* _Input data_:

//! Seeded material band table for terracotta-style striping.

use strata_utils::random::{Random, RandomSource};

use crate::material::MaterialId;

/// Number of band entries; Y wraps around this modulus.
pub const BAND_COUNT: usize = 192;

/// Builds the band table: the base material seeded with single stripes,
/// then thicker runs of the variant materials dropped over them.
///
/// Pure function of the random source state, so the table is a seed
/// derivative like every noise.
#[must_use]
pub fn make_bands(
    random: &mut RandomSource,
    base: MaterialId,
    variants: &[MaterialId],
) -> Box<[MaterialId]> {
    let mut bands = vec![base; BAND_COUNT];

    if variants.is_empty() {
        return bands.into_boxed_slice();
    }

    // Sparse single stripes.
    let mut index = 0usize;
    while index < bands.len() {
        index += 1 + random.next_i32_bounded(5) as usize;
        if index >= bands.len() {
            break;
        }
        let variant = variants[random.next_i32_bounded(variants.len() as i32) as usize];
        bands[index] = variant;
    }

    // Thicker runs of each variant in turn.
    for &variant in variants {
        let run_count = random.next_i32_bounded(4) + 2;
        for _ in 0..run_count {
            let thickness = 1 + random.next_i32_bounded(2) as usize;
            let start = random.next_i32_bounded(BAND_COUNT as i32) as usize;
            for band in bands.iter_mut().skip(start).take(thickness) {
                *band = variant;
            }
        }
    }

    bands.into_boxed_slice()
}

/// Looks up the band for a Y, offset by the column's band shift.
#[inline]
#[must_use]
pub fn band_at(bands: &[MaterialId], y: i32, offset: i32) -> MaterialId {
    let index = (y + offset).rem_euclid(bands.len() as i32) as usize;
    bands[index]
}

* _Task statement_: Restate word for word the entries above from the line with "let mut bands = vec![base; BAND_COUNT];" through the line with "let start = random.next_i32_bounded(BAND_COUNT", inclusive, leaving out everything else.

* _Solution for this problem_:
    let mut bands = vec![base; BAND_COUNT];

    if variants.is_empty() {
        return bands.into_boxed_slice();
    }

    // Sparse single stripes.
    let mut index = 0usize;
    while index < bands.len() {
        index += 1 + random.next_i32_bounded(5) as usize;
        if index >= bands.len() {
            break;
        }
        let variant = variants[random.next_i32_bounded(variants.len() as i32) as usize];
        bands[index] = variant;
    }

    // Thicker runs of each variant in turn.
    for &variant in variants {
        let run_count = random.next_i32_bounded(4) + 2;
        for _ in 0..run_count {
            let thickness = 1 + random.next_i32_bounded(2) as usize;
            let start = random.next_i32_bounded(BAND_COUNT as i32) as usize;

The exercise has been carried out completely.